Sauperl (2002), in a study of 12 cataloguers, identifies five stages: examine book and identify topic, identify author’s intent, infer or anticipate readers' uses, translate and relate the topic to existing collection, verify the topic in the classification and subject heading list. The process is not linear but iterative. Subsequently, Sauperl (2004) introduces a more sophisticated discussion of interpretation using Beghtol's classification theory which looks at meaning from the perspectives of author, cataloguer, and reader (Beghtol, 1986a). While Sauperl considers cataloguers in her study were aware of potentially different meanings they develop the cataloguer’s meaning.
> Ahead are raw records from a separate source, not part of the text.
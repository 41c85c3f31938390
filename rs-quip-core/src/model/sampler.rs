use std::collections::BTreeSet;

use log::trace;
use rand::Rng;

use super::builder::normalize_orders;
use super::candidate::{Candidate, capitalize};
use super::continuations::Next;
use super::language_model::LanguageModel;
use super::params::{GenerationParams, StartSeed};

/// Words that make a poor ending: dangling articles, prepositions and
/// conjunctions.
pub const DEFAULT_STOP_WORDS: [&str; 32] = [
	"a", "an", "and", "as", "at", "but", "by", "for", "from", "her", "his", "if", "in", "into", "is",
	"its", "my", "nor", "of", "on", "or", "our", "so", "than", "that", "the", "their", "to", "upon",
	"which", "with", "your",
];

/// Produces candidate phrases by walking a model's chains.
///
/// # Behavior
/// - Seeds from the start registry (or the custom seed words).
/// - Extends the phrase one word at a time with temperature-scaled sampling,
///   backing off to lower orders when the trailing context is unknown.
/// - Occasionally teleports to a random context key.
/// - Once `min_words` is reached, stops early with `stop_probability`.
/// - Cleans the phrase up and rejects it when it breaks the word bounds or
///   ends on something that is not a plain word.
///
/// All randomness is drawn from the `Rng` passed in.
pub struct Sampler<'a> {
	params: &'a GenerationParams,
	stop_words: &'a BTreeSet<String>,
	orders: Vec<usize>,
}

impl<'a> Sampler<'a> {
	pub fn new(params: &'a GenerationParams, stop_words: &'a BTreeSet<String>) -> Self {
		let orders = normalize_orders(&params.orders).unwrap_or_default();
		Self { params, stop_words, orders }
	}

	/// Samples until a valid candidate comes out or `max_attempts` runs out.
	pub fn sample<R: Rng + ?Sized>(&self, model: &LanguageModel, rng: &mut R) -> Option<Candidate> {
		for attempt in 0..self.params.max_attempts.max(1) {
			if let Some(candidate) = self.sample_once(model, rng) {
				return Some(candidate);
			}
			trace!("sampling attempt {} rejected", attempt + 1);
		}
		None
	}

	/// A single walk, post-processed and validated.
	pub fn sample_once<R: Rng + ?Sized>(&self, model: &LanguageModel, rng: &mut R) -> Option<Candidate> {
		let words = self.walk(model, rng)?;
		let tokens = post_process(words, self.stop_words, self.params.min_words);
		self.is_valid(&tokens).then(|| Candidate::new(tokens))
	}

	/// Raw walk through the chains, lowercase, no cleanup.
	pub fn walk<R: Rng + ?Sized>(&self, model: &LanguageModel, rng: &mut R) -> Option<Vec<String>> {
		let max_words = self.params.max_words;
		let mut words = self.seed(model, rng)?;

		while words.len() < max_words {
			if rng.random::<f64>() < self.params.teleport_probability() {
				let Some(key) = model.random_key(rng) else {
					break;
				};
				let room = max_words - words.len();
				words.extend(key.split(' ').take(room).map(str::to_owned));
			} else {
				match self.next_word(model, &words, rng) {
					Some(word) => words.push(word),
					None => break,
				}
			}

			if words.len() >= self.params.min_words && rng.random::<f64>() < self.params.stop_probability() {
				break;
			}
		}

		Some(words)
	}

	fn seed<R: Rng + ?Sized>(&self, model: &LanguageModel, rng: &mut R) -> Option<Vec<String>> {
		if let StartSeed::Custom(text) = &self.params.start_seed {
			let mut words: Vec<String> = text
				.split_whitespace()
				.map(|w| w.to_lowercase().trim_matches(|c: char| !c.is_alphabetic()).to_owned())
				.filter(|w| !w.is_empty())
				.collect();
			words.truncate(self.params.max_words);
			if self.knows_context(model, &words) {
				return Some(words);
			}
			trace!("custom seed {text:?} unknown, using a random start");
		}

		let key = model.random_start(rng)?;
		Some(key.split(' ').map(str::to_owned).collect())
	}

	fn knows_context(&self, model: &LanguageModel, words: &[String]) -> bool {
		self.backoff_orders(model).iter().any(|order| {
			trailing_key(words, *order)
				.and_then(|key| model.chain(*order).map(|chain| chain.contains_key(&key)))
				.unwrap_or(false)
		})
	}

	/// Next word after `words`, trying each order from the highest down.
	/// `None` on a dead end or when the chain says the corpus ended here.
	fn next_word<R: Rng + ?Sized>(&self, model: &LanguageModel, words: &[String], rng: &mut R) -> Option<String> {
		for order in self.backoff_orders(model) {
			let Some(chain) = model.chain(*order) else {
				continue;
			};
			let Some(key) = trailing_key(words, *order) else {
				continue;
			};
			if let Some(continuations) = chain.get(&key) {
				return match continuations.sample(self.params.temperature(), rng)? {
					Next::Word(word) => Some(word.clone()),
					Next::End => None,
				};
			}
		}
		trace!("dead end after {:?}", words.last());
		None
	}

	fn backoff_orders<'m>(&'m self, model: &'m LanguageModel) -> &'m [usize] {
		if self.orders.is_empty() { model.orders() } else { &self.orders }
	}

	fn is_valid(&self, tokens: &[String]) -> bool {
		let len_ok = (self.params.min_words..=self.params.max_words).contains(&tokens.len());
		len_ok
			&& tokens
				.last()
				.is_some_and(|last| last.chars().count() >= 2 && last.chars().all(char::is_alphabetic))
	}
}

/// Last `order` words joined into a chain key.
fn trailing_key(words: &[String], order: usize) -> Option<String> {
	if order == 0 || words.len() < order {
		return None;
	}
	Some(words[words.len() - order..].join(" "))
}

/// Cleans a raw walk.
///
/// - pops trailing stop words while the phrase is longer than `min_words`
/// - collapses immediately repeated words
/// - capitalizes the first word and every standalone "i"
pub fn post_process(mut words: Vec<String>, stop_words: &BTreeSet<String>, min_words: usize) -> Vec<String> {
	while words.len() > min_words && words.last().is_some_and(|w| stop_words.contains(w)) {
		words.pop();
	}

	words.dedup();

	for word in words.iter_mut() {
		if word == "i" {
			*word = "I".to_owned();
		}
	}
	if let Some(first) = words.first_mut() {
		*first = capitalize(first);
	}

	words
}

#[cfg(test)]
mod tests {
	use super::*;
	use crate::model::builder::build_model;
	use rand::SeedableRng;
	use rand::rngs::SmallRng;

	const CATS: &str = "The cat sat. The cat ran. The dog sat.";

	fn stop_words() -> BTreeSet<String> {
		DEFAULT_STOP_WORDS.iter().map(|w| (*w).to_owned()).collect()
	}

	fn strings(words: &[&str]) -> Vec<String> {
		words.iter().map(|w| (*w).to_owned()).collect()
	}

	fn quiet_params(min: usize, max: usize) -> GenerationParams {
		let mut params = GenerationParams::with_bounds(min, max).unwrap();
		params.set_teleport_probability(0.0).unwrap();
		params
	}

	#[test]
	fn post_process_strips_stop_tail() {
		let out = post_process(strings(&["trust", "thyself", "and", "the"]), &stop_words(), 2);
		assert_eq!(out, strings(&["Trust", "thyself"]));
	}

	#[test]
	fn post_process_respects_min_words() {
		let out = post_process(strings(&["go", "to", "the"]), &stop_words(), 3);
		assert_eq!(out, strings(&["Go", "to", "the"]));
		let out = post_process(strings(&["go", "to", "the"]), &stop_words(), 2);
		assert_eq!(out, strings(&["Go", "to"]));
	}

	#[test]
	fn post_process_collapses_and_capitalizes() {
		let out = post_process(strings(&["i", "think", "think", "that", "i", "am"]), &stop_words(), 1);
		assert_eq!(out, strings(&["I", "think", "that", "I", "am"]));
	}

	#[test]
	fn scenario_draws_only_observed_continuations() {
		let model = build_model(CATS, &[2, 1], 1).unwrap();
		let mut params = quiet_params(3, 5);
		params.start_seed = StartSeed::Custom("the cat".into());
		params.set_stop_probability(1.0).unwrap();
		let stops = stop_words();
		let sampler = Sampler::new(&params, &stops);

		let mut rng = SmallRng::seed_from_u64(17);
		let (mut sat, mut ran) = (0, 0);
		for _ in 0..400 {
			let words = sampler.walk(&model, &mut rng).unwrap();
			assert_eq!(&words[..2], &["the", "cat"]);
			match words[2].as_str() {
				"sat" => sat += 1,
				"ran" => ran += 1,
				other => panic!("unexpected continuation {other}"),
			}
		}
		// count 1 each: roughly even
		assert!(sat > 140 && ran > 140, "sat={sat} ran={ran}");
	}

	#[test]
	fn random_seed_comes_from_start_registry() {
		let model = build_model(CATS, &[2, 1], 1).unwrap();
		let params = quiet_params(3, 5);
		let stops = stop_words();
		let sampler = Sampler::new(&params, &stops);
		let mut rng = SmallRng::seed_from_u64(2);
		for _ in 0..50 {
			let words = sampler.walk(&model, &mut rng).unwrap();
			assert_eq!(words[0], "the");
			assert!(words[1] == "cat" || words[1] == "dog");
		}
	}

	#[test]
	fn unknown_custom_seed_falls_back() {
		let model = build_model(CATS, &[2, 1], 1).unwrap();
		let mut params = quiet_params(3, 5);
		params.start_seed = StartSeed::Custom("purple elephants".into());
		let stops = stop_words();
		let sampler = Sampler::new(&params, &stops);
		let words = sampler.walk(&model, &mut SmallRng::seed_from_u64(1)).unwrap();
		assert_eq!(words[0], "the");
	}

	#[test]
	fn candidates_stay_within_bounds() {
		let model = build_model(CATS, &[2, 1], 1).unwrap();
		let mut params = GenerationParams::with_bounds(3, 5).unwrap();
		params.set_teleport_probability(0.3).unwrap();
		let stops = stop_words();
		let sampler = Sampler::new(&params, &stops);
		let mut rng = SmallRng::seed_from_u64(99);
		let mut produced = 0;
		for _ in 0..200 {
			if let Some(candidate) = sampler.sample(&model, &mut rng) {
				assert!((3..=5).contains(&candidate.len()));
				produced += 1;
			}
		}
		assert!(produced > 0);
	}

	#[test]
	fn walk_never_exceeds_max_words() {
		let model = build_model(CATS, &[2, 1], 1).unwrap();
		let mut params = GenerationParams::with_bounds(1, 4).unwrap();
		params.set_teleport_probability(0.9).unwrap();
		params.set_stop_probability(0.0).unwrap();
		let stops = stop_words();
		let sampler = Sampler::new(&params, &stops);
		let mut rng = SmallRng::seed_from_u64(5);
		for _ in 0..100 {
			assert!(sampler.walk(&model, &mut rng).unwrap().len() <= 4);
		}
	}

	#[test]
	fn backs_off_to_order_one() {
		let model = build_model("alpha beta gamma delta. alpha gamma beta delta.", &[1], 1).unwrap();
		let mut params = quiet_params(3, 4);
		params.orders = vec![3, 2, 1];
		let stops = stop_words();
		let sampler = Sampler::new(&params, &stops);
		let mut rng = SmallRng::seed_from_u64(8);
		let candidate = sampler.sample(&model, &mut rng).expect("order 1 fallback");
		assert!((3..=4).contains(&candidate.len()));
	}

	#[test]
	fn end_of_corpus_stops_the_walk() {
		let model = build_model("lonely words here", &[2], 1).unwrap();
		let mut params = quiet_params(1, 10);
		params.set_stop_probability(0.0).unwrap();
		let stops = stop_words();
		let sampler = Sampler::new(&params, &stops);
		let words = sampler.walk(&model, &mut SmallRng::seed_from_u64(3)).unwrap();
		assert_eq!(words, strings(&["lonely", "words", "here"]));
	}

	#[test]
	fn too_short_model_yields_nothing() {
		let model = build_model("lonely words here", &[2], 1).unwrap();
		let params = quiet_params(5, 8);
		let stops = stop_words();
		let sampler = Sampler::new(&params, &stops);
		assert!(sampler.sample(&model, &mut SmallRng::seed_from_u64(3)).is_none());
	}

	#[test]
	fn seeded_sampling_is_reproducible() {
		let model = build_model(CATS, &[2, 1], 1).unwrap();
		let params = GenerationParams::with_bounds(3, 5).unwrap();
		let stops = stop_words();
		let sampler = Sampler::new(&params, &stops);
		let run = || {
			let mut rng = SmallRng::seed_from_u64(1234);
			(0..10).map(|_| sampler.sample(&model, &mut rng)).collect::<Vec<_>>()
		};
		assert_eq!(run(), run());
	}
}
Her study reveals:
six sources of inspiration for generating subject headings: (1) the document, (2) the cataloger's previous experience, (3) the cataloging practice and the catalog of the cataloger's library, (4) the catalogs of other libraries, the Library of Congress being the most authoritative, (5) the subject headings list, and (6) reference sources. (p. 62)
Only one, the document, is shared with the author, and one, information resources, with users. Sauperl concludes that "this implies that catalogers are more oriented
toward their professional community” (p. 62). She suggests the strategy of using existing cataloguing to contain semiosis when describing a new book is further evidence that cataloguers only build common ground with other cataloguers.
Fujita et al. (2003) in a study of reading for indexing identify two different levels of comprehension: micro integration and macro understanding of the indexer's own comprehension at a metacognitive level. The indexers employ different strategies through a variety of stages during which they keep objectives in mind, make associations with the documentary language and maintain thematic coherence and global comprehension of the text. The researchers conclude the reader-indexer is more proficient than normal readers and needs linguistic knowledge, textual structure knowledge and world knowledge. Other expertise effects are shown in a study of 20 text indexers (Bertrand et al., 1996) where indexers less familiar with content identify few concepts and base decisions on surface level features in comparison to more expert indexers. Cuing and prior knowledge, including of documentary language, influence some concept choices.
A major theme in the literature is inter-indexer consistency (Olson & Wolfram, 2008, p. 602). Consistency has been judged critical to retrieving relevant items, and studies show varying degrees of inter-indexer consistency (Chan, 1989). However, consistency is not necessarily the same as correctness or quality (Fugmann, 1999; Lancaster, 2003, p. 77; Soergel, 1994, p. 593ff.). More than forty years ago Cooper (1969) made the point that inconsistency is the rule and what matters is the effect on retrieval, what he terms "indexer-requester consistency" (p. 270), and precision (p. 272). There is some evidence that visual material may produce low levels of consistency (Enser, 1995; Markey, 1984) but other evidence points to greater consensus for objective subjects.
Over a decade ago, in a review of practice in 30 US institutions, McRae (2000, p. 4) decried the lack of knowledge and practice to guide professional indexers. The continuing lack of evidence about image indexing represents a basic gap in our understanding.